Damals überlegte Rigoberta Menchu, ob sie nicht eine Waffe in die Hand nehmen und sich der Guerilla anschließen sollte. „Ich hätte gerne gekämpft“, schreibt sie in ihrem Buch „Leben in Guatemala“. Doch sie entschied sich für die politische Arbeit. Trotz allem Leid wirkt sie heute nicht verbittert. Sie könne verzeihen, sagt sie, wenn es in ihrem Land politische Veränderungen gebe, „damit nie mehr eine Mutter gefoltert, ein Vater verbrannt und ein Bruder erschossen wird.“
Rigoberta Menchu steht heute für das erwachte Selbstbewusstsein der indianischen Bevölkerung Lateinamerikas, die immer lauter die Einhaltung der Menschenrechte und politische Mitbestimmung fordert. Ein Ausdruck davon ist die Kampagne „500 Jahre indianischer, schwarzer und Volkswiderstand“, mit der die Volksgruppen des Subkontinents eine Gegenbewegung zu den Kolumbusfeiern in diesem Jahr in Gang setzten.
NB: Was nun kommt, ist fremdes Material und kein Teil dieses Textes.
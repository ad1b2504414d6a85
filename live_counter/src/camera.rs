use opencv::{
    core::Mat,
    imgproc,
    prelude::*,
    videoio::{self, VideoCapture},
};
use tray_counter::{Channels, CounterError, Frame, FrameSource, ReadStatus};

/// A local camera read through OpenCV. Frames are handed to the pipeline as RGBA.
pub struct OpenCvCamera {
    capture: VideoCapture,
    width: u32,
    height: u32,
    bgr: Mat,
    rgba: Mat,
}

impl OpenCvCamera {
    pub fn open(index: i32) -> Result<Self, CounterError> {
        let capture = VideoCapture::new(index, videoio::CAP_ANY).map_err(unavailable)?;
        if !capture.is_opened().map_err(unavailable)? {
            return Err(CounterError::SourceUnavailable(format!("camera {index} could not be opened")));
        }

        // A driver that cannot report its size yields 0 here, which the driver refuses.
        let width = capture.get(videoio::CAP_PROP_FRAME_WIDTH).map_err(unavailable)?.max(0.0) as u32;
        let height = capture.get(videoio::CAP_PROP_FRAME_HEIGHT).map_err(unavailable)?.max(0.0) as u32;

        Ok(Self {
            capture,
            width,
            height,
            bgr: Mat::default(),
            rgba: Mat::default(),
        })
    }
}

impl FrameSource for OpenCvCamera {
    fn dimensions(&self) -> (u32, u32) {
        (self.width, self.height)
    }

    fn read_into(&mut self, frame: &mut Frame) -> Result<ReadStatus, CounterError> {
        if !self.capture.read(&mut self.bgr).map_err(fault)? || self.bgr.empty() {
            frame.clear();
            return Ok(ReadStatus::Empty);
        }

        imgproc::cvt_color(&self.bgr, &mut self.rgba, imgproc::COLOR_BGR2RGBA, 0).map_err(fault)?;
        let width = self.rgba.cols() as u32;
        let height = self.rgba.rows() as u32;
        let bytes = self.rgba.data_bytes().map_err(fault)?;
        let data = frame.prepare(width, height, Channels::Rgba);
        if data.len() != bytes.len() {
            return Err(CounterError::ProcessingFault(format!(
                "camera produced {} bytes for a {width}x{height} frame",
                bytes.len()
            )));
        }
        data.copy_from_slice(bytes);
        Ok(ReadStatus::Ready)
    }
}

fn unavailable(e: opencv::Error) -> CounterError {
    CounterError::SourceUnavailable(e.to_string())
}

fn fault(e: opencv::Error) -> CounterError {
    CounterError::ProcessingFault(e.to_string())
}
Der Trägerkreis dieser Kampagne und der argentinischen Friedensnobelpreisträger Adolfo Perez Esquivel hatten Rigberta Menchu für den Nobelpreis 1992 vorgeschlagen. Zahlreiche Gruppen und Einzelpersonen aus aller Welt unterstützen die Kandidatur. In Europa hieß es, gerade die Europäer seien 500 Jahre nach Beginn der Eroberung Amerikas noch immer tief in Schuld gegenüber den Ureinwohnern verstrickt. Der Preis könne eine Geste der Versöhnung sein. Für die indianischen Völker in ganz Lateinamerika aber bedeutete dieser Preis, dass ihre Unterdrückung und Ausbeutung endlich wahrgenommen, dass sie als Völker anerkannt und dass ihrem Widerstand Aufmerksamkeit entgegengebracht wird. Denn noch immer werden sie als „Inditos“ (Indianerchen) in den Ländern Lateinamerikas als Menschen zweiter Klasse behandelt, leben als Nachkommen der einst alleinigen Einwohner Amerikas im Elend und sind jeglicher politischer Einflussnahme beraubt.
Wenn Rigoberta Menchu am 10. Dezember in Oslo den Friedensnobelpreis entgegennimmt, sieht sie sich in einer Reihe mit anderen Frauen, die in den vergangen 15 Jahren in Lateinamerika eine neue Form des Widerstandes ohne Waffen begründet und durchgehalten haben: Mütter, Schwestern, Töchter, die in Argentinien, El Salvador oder Guatemala nach ihre „verschwundenen“ Angehörigen fragen, die Bestrafung der Mörder fordern und sich weder mit Ausflüchten abweisen, noch mit Drohungen einschüchtern lassen.